> [TO DO] Would you please copy every line below that includes the string "impl"?

> [SOURCE DATA]
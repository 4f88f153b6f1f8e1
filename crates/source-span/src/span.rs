//! Byte-offset spans over a source template.

use text_size::{TextRange, TextSize};

/// A byte offset into a source string.
pub type ByteOffset = TextSize;

/// A half-open byte range `[start, end)` in the source template.
///
/// Every AST node produced by the parser carries its span in the original
/// (trailing-whitespace-trimmed) template.
#[derive(Debug, Clone, Copy, PartialEq, Eq, Hash, Default)]
#[cfg_attr(feature = "serde", derive(serde::Serialize, serde::Deserialize))]
pub struct Span {
    /// The start byte offset (inclusive).
    pub start: ByteOffset,
    /// The end byte offset (exclusive).
    pub end: ByteOffset,
}

impl Span {
    /// Creates a span from start and end byte offsets.
    #[inline]
    pub fn new(start: impl Into<ByteOffset>, end: impl Into<ByteOffset>) -> Self {
        Self {
            start: start.into(),
            end: end.into(),
        }
    }

    /// Creates a zero-length span at the given offset.
    #[inline]
    pub fn empty(offset: impl Into<ByteOffset>) -> Self {
        let offset = offset.into();
        Self {
            start: offset,
            end: offset,
        }
    }

    /// The start offset as a `usize`, for slicing the template.
    #[inline]
    pub fn start_usize(&self) -> usize {
        u32::from(self.start) as usize
    }

    /// The end offset as a `usize`, for slicing the template.
    #[inline]
    pub fn end_usize(&self) -> usize {
        u32::from(self.end) as usize
    }

    /// Returns the length of this span in bytes.
    #[inline]
    pub fn len(&self) -> TextSize {
        self.end - self.start
    }

    /// Returns true if this span is empty.
    #[inline]
    pub fn is_empty(&self) -> bool {
        self.start == self.end
    }

    /// Returns the source text this span covers.
    #[inline]
    pub fn slice<'a>(&self, source: &'a str) -> &'a str {
        &source[self.start_usize()..self.end_usize()]
    }
}

impl From<TextRange> for Span {
    fn from(range: TextRange) -> Self {
        Self {
            start: range.start(),
            end: range.end(),
        }
    }
}

impl From<Span> for TextRange {
    fn from(span: Span) -> Self {
        TextRange::new(span.start, span.end)
    }
}

impl From<std::ops::Range<usize>> for Span {
    fn from(range: std::ops::Range<usize>) -> Self {
        Self {
            start: TextSize::from(range.start as u32),
            end: TextSize::from(range.end as u32),
        }
    }
}

#[cfg(test)]
mod tests {
    use super::*;

    #[test]
    fn test_span_slice() {
        let span = Span::new(5u32, 10u32);
        assert_eq!(span.slice("hello world"), " worl");
    }

    #[test]
    fn test_span_empty() {
        let span = Span::empty(3u32);
        assert!(span.is_empty());
        assert_eq!(span.len(), TextSize::from(0));
    }

    #[test]
    fn test_span_from_range() {
        let span: Span = (3..7).into();
        assert_eq!(span.start_usize(), 3);
        assert_eq!(span.end_usize(), 7);
    }
}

> [ANSWER FOR THE TASK]
impl Span {
    pub fn new(start: impl Into<ByteOffset>, end: impl Into<ByteOffset>) -> Self {
    pub fn empty(offset: impl Into<ByteOffset>) -> Self {
impl From<TextRange> for Span {
impl From<Span> for TextRange {
impl From<std::ops::Range<usize>> for Span {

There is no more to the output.